Saved entries:
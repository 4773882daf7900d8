//! The filesystem-backed storage backend: the only backend this crate implements.

mod blob;
mod manifest;
mod package;
mod repository;
mod tag;

pub use blob::BlobStorage;
pub use manifest::ManifestStorage;
pub use package::{Package, PackageStorage};
pub use repository::FsRepository;
pub use tag::{TagEntry, TagStorage};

▶ WHAT TO DO: Each line must be set down again exactly as above, with no line omitted.

▶ OUTPUT FOR THIS TASK:
repository 4773882daf7900d8
//! The filesystem-backed storage backend: the only backend this crate implements.

mod blob;
mod manifest;
mod package;
mod repository;
mod tag;

pub use blob::BlobStorage;
pub use manifest::ManifestStorage;
pub use package::{Package, PackageStorage};
pub use repository::FsRepository;
pub use tag::{TagEntry, TagStorage};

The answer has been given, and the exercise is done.